*** Source data Section Begins ***

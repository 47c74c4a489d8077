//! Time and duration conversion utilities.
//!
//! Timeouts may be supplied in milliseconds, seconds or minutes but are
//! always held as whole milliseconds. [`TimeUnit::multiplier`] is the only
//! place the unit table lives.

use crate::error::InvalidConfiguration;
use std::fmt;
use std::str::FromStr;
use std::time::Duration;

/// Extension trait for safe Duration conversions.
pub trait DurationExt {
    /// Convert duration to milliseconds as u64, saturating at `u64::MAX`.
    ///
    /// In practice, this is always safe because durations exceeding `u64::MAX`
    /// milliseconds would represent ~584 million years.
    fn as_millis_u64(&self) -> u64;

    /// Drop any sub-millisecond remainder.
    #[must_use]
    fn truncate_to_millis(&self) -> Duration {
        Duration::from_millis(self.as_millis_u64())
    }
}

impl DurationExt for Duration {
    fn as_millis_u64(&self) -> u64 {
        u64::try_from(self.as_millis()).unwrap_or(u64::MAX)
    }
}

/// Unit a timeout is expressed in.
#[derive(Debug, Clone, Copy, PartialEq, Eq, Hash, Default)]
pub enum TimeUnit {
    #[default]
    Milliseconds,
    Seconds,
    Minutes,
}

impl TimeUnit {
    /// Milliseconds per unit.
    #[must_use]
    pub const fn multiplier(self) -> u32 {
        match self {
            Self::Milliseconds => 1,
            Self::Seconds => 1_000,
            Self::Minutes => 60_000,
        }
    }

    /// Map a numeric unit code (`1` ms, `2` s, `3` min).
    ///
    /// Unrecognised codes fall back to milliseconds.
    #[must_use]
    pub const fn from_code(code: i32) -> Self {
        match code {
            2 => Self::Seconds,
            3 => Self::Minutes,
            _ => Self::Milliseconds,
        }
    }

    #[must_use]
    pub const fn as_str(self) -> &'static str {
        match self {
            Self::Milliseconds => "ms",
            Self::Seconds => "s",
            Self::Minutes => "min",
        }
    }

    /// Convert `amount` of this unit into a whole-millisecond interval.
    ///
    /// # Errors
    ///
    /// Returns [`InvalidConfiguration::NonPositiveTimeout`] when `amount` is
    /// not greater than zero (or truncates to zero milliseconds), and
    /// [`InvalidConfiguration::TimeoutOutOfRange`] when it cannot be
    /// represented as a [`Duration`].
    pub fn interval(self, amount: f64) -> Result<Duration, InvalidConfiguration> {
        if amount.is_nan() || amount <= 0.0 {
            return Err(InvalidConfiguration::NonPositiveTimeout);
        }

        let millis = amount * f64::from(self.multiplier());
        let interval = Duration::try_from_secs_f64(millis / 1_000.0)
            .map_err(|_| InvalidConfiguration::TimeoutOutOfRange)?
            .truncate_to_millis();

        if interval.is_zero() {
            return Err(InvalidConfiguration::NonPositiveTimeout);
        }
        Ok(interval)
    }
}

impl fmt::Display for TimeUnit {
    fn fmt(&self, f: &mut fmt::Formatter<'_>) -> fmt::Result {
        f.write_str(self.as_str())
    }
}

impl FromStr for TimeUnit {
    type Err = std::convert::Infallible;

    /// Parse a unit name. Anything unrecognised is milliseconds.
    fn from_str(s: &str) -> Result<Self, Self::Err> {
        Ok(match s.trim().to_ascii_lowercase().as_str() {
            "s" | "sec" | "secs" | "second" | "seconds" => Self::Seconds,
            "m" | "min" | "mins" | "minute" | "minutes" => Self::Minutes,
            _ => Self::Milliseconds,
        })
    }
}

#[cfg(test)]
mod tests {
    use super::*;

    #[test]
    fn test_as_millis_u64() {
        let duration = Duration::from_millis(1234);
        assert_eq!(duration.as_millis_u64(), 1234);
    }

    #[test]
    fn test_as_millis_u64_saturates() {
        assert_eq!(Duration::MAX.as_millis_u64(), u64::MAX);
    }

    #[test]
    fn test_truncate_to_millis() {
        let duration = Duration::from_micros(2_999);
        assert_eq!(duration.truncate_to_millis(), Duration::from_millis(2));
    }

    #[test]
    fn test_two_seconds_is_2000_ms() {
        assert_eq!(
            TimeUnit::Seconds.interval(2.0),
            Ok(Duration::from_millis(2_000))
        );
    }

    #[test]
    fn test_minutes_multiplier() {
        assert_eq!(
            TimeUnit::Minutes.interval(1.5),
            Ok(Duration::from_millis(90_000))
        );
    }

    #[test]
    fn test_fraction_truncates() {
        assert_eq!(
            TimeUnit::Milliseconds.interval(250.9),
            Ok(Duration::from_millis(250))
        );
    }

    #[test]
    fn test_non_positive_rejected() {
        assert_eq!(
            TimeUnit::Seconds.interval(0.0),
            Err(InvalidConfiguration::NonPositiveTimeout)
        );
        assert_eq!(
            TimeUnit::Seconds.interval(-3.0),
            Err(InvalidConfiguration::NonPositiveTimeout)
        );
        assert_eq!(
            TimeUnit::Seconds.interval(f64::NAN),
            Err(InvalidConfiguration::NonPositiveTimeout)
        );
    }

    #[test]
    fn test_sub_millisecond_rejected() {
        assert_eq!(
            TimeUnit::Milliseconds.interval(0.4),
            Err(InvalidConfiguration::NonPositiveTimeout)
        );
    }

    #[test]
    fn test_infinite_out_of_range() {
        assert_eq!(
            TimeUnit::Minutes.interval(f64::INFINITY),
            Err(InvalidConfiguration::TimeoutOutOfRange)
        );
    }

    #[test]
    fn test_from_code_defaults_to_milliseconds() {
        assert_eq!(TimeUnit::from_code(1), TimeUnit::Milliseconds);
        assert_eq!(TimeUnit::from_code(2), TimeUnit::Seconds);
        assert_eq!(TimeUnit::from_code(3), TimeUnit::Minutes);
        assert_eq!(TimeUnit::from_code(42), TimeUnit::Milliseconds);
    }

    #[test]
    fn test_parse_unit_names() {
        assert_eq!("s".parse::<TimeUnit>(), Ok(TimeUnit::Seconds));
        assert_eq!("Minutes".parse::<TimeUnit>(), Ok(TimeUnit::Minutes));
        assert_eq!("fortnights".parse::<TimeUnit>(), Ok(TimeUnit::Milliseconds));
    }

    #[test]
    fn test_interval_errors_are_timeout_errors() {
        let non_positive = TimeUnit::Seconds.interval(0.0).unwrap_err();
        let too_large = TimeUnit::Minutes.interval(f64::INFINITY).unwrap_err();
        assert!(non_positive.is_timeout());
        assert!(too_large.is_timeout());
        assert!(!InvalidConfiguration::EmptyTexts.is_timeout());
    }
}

*** Source data Section Ends ***
*** Source data Section Begins ***

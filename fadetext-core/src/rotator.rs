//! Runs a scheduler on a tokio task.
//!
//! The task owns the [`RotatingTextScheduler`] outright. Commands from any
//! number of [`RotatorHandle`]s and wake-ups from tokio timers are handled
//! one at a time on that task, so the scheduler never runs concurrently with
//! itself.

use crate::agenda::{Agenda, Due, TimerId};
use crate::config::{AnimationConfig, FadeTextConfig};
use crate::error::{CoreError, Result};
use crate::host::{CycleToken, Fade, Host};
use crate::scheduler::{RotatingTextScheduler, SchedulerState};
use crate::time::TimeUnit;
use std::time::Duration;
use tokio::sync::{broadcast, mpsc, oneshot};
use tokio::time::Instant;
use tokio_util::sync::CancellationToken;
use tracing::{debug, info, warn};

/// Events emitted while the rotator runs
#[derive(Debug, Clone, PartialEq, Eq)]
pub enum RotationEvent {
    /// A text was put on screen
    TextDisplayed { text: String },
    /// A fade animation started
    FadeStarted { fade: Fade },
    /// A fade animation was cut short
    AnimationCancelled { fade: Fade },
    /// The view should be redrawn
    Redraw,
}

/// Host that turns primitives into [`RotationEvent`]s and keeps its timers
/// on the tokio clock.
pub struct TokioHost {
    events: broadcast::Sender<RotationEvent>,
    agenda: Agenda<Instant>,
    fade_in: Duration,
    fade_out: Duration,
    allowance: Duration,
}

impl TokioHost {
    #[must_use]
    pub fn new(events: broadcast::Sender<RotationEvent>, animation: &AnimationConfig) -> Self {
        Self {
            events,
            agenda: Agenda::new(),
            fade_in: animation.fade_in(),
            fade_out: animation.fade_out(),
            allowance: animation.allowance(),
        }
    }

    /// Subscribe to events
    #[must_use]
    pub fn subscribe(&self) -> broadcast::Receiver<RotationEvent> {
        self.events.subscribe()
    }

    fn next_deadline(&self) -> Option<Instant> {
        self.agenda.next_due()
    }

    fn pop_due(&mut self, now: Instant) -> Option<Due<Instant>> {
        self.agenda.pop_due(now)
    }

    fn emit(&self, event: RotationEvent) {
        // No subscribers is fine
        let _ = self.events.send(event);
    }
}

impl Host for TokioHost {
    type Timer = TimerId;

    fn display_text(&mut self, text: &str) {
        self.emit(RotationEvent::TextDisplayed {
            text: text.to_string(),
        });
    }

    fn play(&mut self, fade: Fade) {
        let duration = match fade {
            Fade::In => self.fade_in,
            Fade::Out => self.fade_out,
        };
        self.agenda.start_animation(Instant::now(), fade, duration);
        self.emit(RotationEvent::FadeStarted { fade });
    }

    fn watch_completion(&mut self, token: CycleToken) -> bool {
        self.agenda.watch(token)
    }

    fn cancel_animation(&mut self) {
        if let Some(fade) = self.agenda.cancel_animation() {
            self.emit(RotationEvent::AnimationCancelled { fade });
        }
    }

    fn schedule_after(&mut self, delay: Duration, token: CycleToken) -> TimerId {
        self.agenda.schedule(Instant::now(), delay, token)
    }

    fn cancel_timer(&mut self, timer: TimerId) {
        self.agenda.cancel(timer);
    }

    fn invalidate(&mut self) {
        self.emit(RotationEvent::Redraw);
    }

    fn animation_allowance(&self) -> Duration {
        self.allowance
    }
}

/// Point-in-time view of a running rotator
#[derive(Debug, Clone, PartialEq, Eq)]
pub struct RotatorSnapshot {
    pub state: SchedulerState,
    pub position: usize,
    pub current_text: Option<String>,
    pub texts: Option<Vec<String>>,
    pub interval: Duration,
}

*** Source data Section Ends ***

Assignment :: The word "this" appears on some lines of the data above; count those lines and give only the total.

Solved problem :: 2